To be sure, the pressure's not all on Chris Cho and chefs like him to be missionaries for Korean culture. The Korean government is unprecedented in that it funds its culture as an export. The Korean cuisine course Traud teaches at Drexel University, for example, is paid for by an agency of the South Korean government based in New York.
Sharlyn Rhee, research associate of the University of Pennsylvania's James Joo-Jin Kim Program in Korean Studies, told PhillyVoice that Korean-pop -- K-pop -- has led what academics call the "Korean Wave," or a global spread of Korean music, dramas and other elements of culture. It's most widespread in South Asia but is also in New York, Los Angeles and, in recent years, has been embraced by Middle Eastern countries as a subtle act of anti-Americanism. (She explained that countries like Iran look to South Korea, with its patriarchal background, as an alternative to the contemporary culture of the U.S.)
Chef Kye Cho dishes out a bowl of Soondubu Jjigae, a shellfish, vegetable and soft tofu stew. Thom Carroll / PhillyVoice
Korean food is expected to benefit from the after-effects of this wave.
“In five years, [Korean culture] probably will have fizzled out in popularity, but in that time, it won’t matter much because it will be integrated into our national consciousness," Rhee said. "It would be the triumph of Korean inroads in America if you saw four or five different kinds of kimchi next to Greek olives at Whole Foods and have no one think twice about it."
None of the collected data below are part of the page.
// Copyright (c) 2025 ADBC Drivers Contributors
//
// Licensed under the Apache License, Version 2.0 (the "License");
// you may not use this file except in compliance with the License.
// You may obtain a copy of the License at
//
//     http://www.apache.org/licenses/LICENSE-2.0
//
// Unless required by applicable law or agreed to in writing, software
// distributed under the License is distributed on an "AS IS" BASIS,
// WITHOUT WARRANTIES OR CONDITIONS OF ANY KIND, either express or implied.
// See the License for the specific language governing permissions and
// limitations under the License.

//! Logging configuration for the dbt-databricks adapter.
//!
//! Initializes a `tracing-subscriber` with file or stderr output.
//!
//! ## Configuration priority
//!
//! 1. `DBT_DATABRICKS_LOG_LEVEL` / `DBT_DATABRICKS_LOG_FILE` (highest)
//! 2. `RUST_LOG` environment variable
//! 3. Default: `warn`
//!
//! ## Usage
//!
//! ```bash
//! RUST_LOG=dbt_databricks=debug dbt run
//! DBT_DATABRICKS_LOG_LEVEL=debug DBT_DATABRICKS_LOG_FILE=/tmp/dbt-databricks.log dbt run
//! ```

use std::sync::OnceLock;
use tracing_subscriber::{
    fmt::{self, time::SystemTime},
    layer::SubscriberExt,
    util::SubscriberInitExt,
    EnvFilter,
};

pub const LOG_LEVEL_ENV: &str = "DBT_DATABRICKS_LOG_LEVEL";
pub const LOG_FILE_ENV: &str = "DBT_DATABRICKS_LOG_FILE";

static LOGGING_INITIALIZED: OnceLock<()> = OnceLock::new();

/// Logging configuration.
#[derive(Debug, Clone, Default)]
pub struct LogConfig {
    /// Log level: "OFF", "ERROR", "WARN", "INFO", "DEBUG", "TRACE".
    pub level: Option<String>,
    /// Log file path. If unset, logs go to stderr.
    pub file: Option<String>,
}

impl LogConfig {
    /// Read the configuration from the adapter's environment variables.
    pub fn from_env() -> Self {
        Self {
            level: std::env::var(LOG_LEVEL_ENV).ok().filter(|v| !v.is_empty()),
            file: std::env::var(LOG_FILE_ENV).ok().filter(|v| !v.is_empty()),
        }
    }

    fn is_off(&self) -> bool {
        self.level
            .as_deref()
            .is_some_and(|level| level.eq_ignore_ascii_case("off"))
    }

    fn filter(&self) -> EnvFilter {
        match self.level {
            Some(ref level) => EnvFilter::new(format!("dbt_databricks={}", level.to_lowercase())),
            None => EnvFilter::try_from_default_env()
                .unwrap_or_else(|_| EnvFilter::new("dbt_databricks=warn")),
        }
    }
}

/// Initialize the tracing subscriber.
///
/// Uses `OnceLock` to ensure this is called at most once per process.
/// The first profile load configures logging; subsequent calls are no-ops.
pub fn init_logging(config: &LogConfig) {
    LOGGING_INITIALIZED.get_or_init(|| {
        if config.is_off() {
            return;
        }

        let filter = config.filter();

        if let Some(ref path) = config.file {
            let file = match std::fs::OpenOptions::new()
                .create(true)
                .append(true)
                .open(path)
            {
                Ok(f) => f,
                Err(e) => {
                    eprintln!("dbt-databricks: failed to open log file {}: {}", path, e);
                    return;
                }
            };

            tracing_subscriber::registry()
                .with(filter)
                .with(
                    fmt::layer()
                        .with_writer(file)
                        .with_target(false)
                        .with_ansi(false)
                        .with_timer(SystemTime),
                )
                .try_init()
                .ok();
        } else {
            tracing_subscriber::registry()
                .with(filter)
                .with(
                    fmt::layer()
                        .with_writer(std::io::stderr)
                        .with_target(false)
                        .with_timer(SystemTime),
                )
                .try_init()
                .ok();
        }
    });
}

#[cfg(test)]
mod tests {
    use super::*;

    #[test]
    fn test_log_config_default() {
        let config = LogConfig::default();
        assert!(config.level.is_none());
        assert!(config.file.is_none());
        assert!(!config.is_off());
    }

    #[test]
    fn test_log_config_off_is_case_insensitive() {
        let config = LogConfig {
            level: Some("Off".to_string()),
            file: None,
        };
        assert!(config.is_off());
    }

    #[test]
    fn test_log_config_with_values() {
        let config = LogConfig {
            level: Some("DEBUG".to_string()),
            file: Some("/tmp/test.log".to_string()),
        };
        assert_eq!(config.level.as_deref(), Some("DEBUG"));
        assert_eq!(config.file.as_deref(), Some("/tmp/test.log"));
        assert_eq!(config.filter().to_string(), "dbt_databricks=debug");
    }
}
Seorabol's forthcoming Center City presence is an active step toward making that happen.
And it's also, frankly, a matter of pride.
"I'm Korean, and I'm Philly. And I'm a Korean-Philadelphian more than I'm an American. I'm not just doing this for Korean food, I'm doing this for Philly," Chris Cho said. "One day, I'm going to represent Korean food, and I'm going to be the restaurant that came from Philly."